Since the moon is made of cheese, why don't we laso it, drag it in the neighbourhood top soil and solve world hunger?
Answer:
Although this is a good concept in supposition, the gravitational pull of the giant cheeseball would result in tidal waves and verbs the planet. Also, think of the mass epidemic of constipation cause by the surplus of delicious cheese...
That's a super perception. Except if some people are dairy intolerant.
Fat chicks love cheese. It wouldn't solve world hunger, it would basically create a big barrage of American fatchicks.
Someone have the munchies haha
we really must save it for we are big over users of our resources and someday that big bubble is going to come in handy.

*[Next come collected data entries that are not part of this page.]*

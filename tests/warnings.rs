//! Convenience forms report failures through the `log` facade.

use std::cell::RefCell;
use std::sync::Once;

use exprel::*;
use log::{Level, LevelFilter, Log, Metadata, Record};

thread_local! {
    static RECORDS: RefCell<Vec<(Level, String)>> = const { RefCell::new(Vec::new()) };
}

/// Collects records per thread so parallel tests do not see each other's output.
struct Capture;

impl Log for Capture {
    fn enabled(&self, _: &Metadata<'_>) -> bool {
        true
    }

    fn log(&self, record: &Record<'_>) {
        RECORDS.with(|r| {
            r.borrow_mut()
                .push((record.level(), record.args().to_string()))
        });
    }

    fn flush(&self) {}
}

static LOGGER: Capture = Capture;
static INIT: Once = Once::new();

/// Run `f` and return its result with the warnings it logged.
fn warnings_from<R>(f: impl FnOnce() -> R) -> (R, Vec<String>) {
    INIT.call_once(|| {
        log::set_logger(&LOGGER).expect("no other logger in this test binary");
        log::set_max_level(LevelFilter::Trace);
    });
    RECORDS.with(|r| r.borrow_mut().clear());
    let out = f();
    let warnings = RECORDS
        .with(|r| r.take())
        .into_iter()
        .filter(|(level, _)| *level == Level::Warn)
        .map(|(_, msg)| msg)
        .collect();
    (out, warnings)
}

#[test]
fn overflow_logs_one_warning_naming_the_call() {
    let (v, warnings) = warnings_from(|| exp(1000.0_f64));
    assert_eq!(v, 0.0);
    assert_eq!(warnings.len(), 1, "{warnings:?}");
    assert!(warnings[0].starts_with("exp(1000"), "{}", warnings[0]);
    assert!(warnings[0].contains("overflow"), "{}", warnings[0]);
}

#[test]
fn domain_error_logs_one_warning() {
    let (v, warnings) = warnings_from(|| exprel_n(-1, 2.0_f64));
    assert_eq!(v, 0.0);
    assert_eq!(warnings.len(), 1, "{warnings:?}");
    assert!(warnings[0].starts_with("exprel_n(-1, 2"), "{}", warnings[0]);
}

#[test]
fn success_logs_no_warning() {
    let (v, warnings) = warnings_from(|| exp(1.0_f64));
    assert_eq!(v, 1.0_f64.exp());
    assert!(warnings.is_empty(), "{warnings:?}");

    // continued-fraction branch emits trace records only
    let (_, warnings) = warnings_from(|| exprel_n(5, 2.0_f64));
    assert!(warnings.is_empty(), "{warnings:?}");
}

we really involve to start with our own countries and work outwards. so, inaugurate at home and move around to teach others to grow and irrigate.
that mode we have our nest egg contained by the heavens waiting for the real emergency, or our cheese puff i mean.
Oh, but afterwards we would have problems beside such things as tides, floods, etc. if we lassoed the moon! People would also get really tired of cheese. Tell me: when in attendance is a "blue moon", does that mean it would be bleu cheese?
Enough immediately. I bid you goodnight.
Somehow, big corporations and/or warlords would claim all the moon cheese and maintain it from those who really need it.
They'd probably nurture it to our cattle. How ironic and irresponsible is that? --oh yeah, right. That's what already farmers do every day near soybeans. There's already enough food on this planet for every human anyone.
Not everyone likes cheese as much as you, you pothead.
It's a concern of gravitation. It would be an environmental distaster to...wait, why am I answering this stupid ask?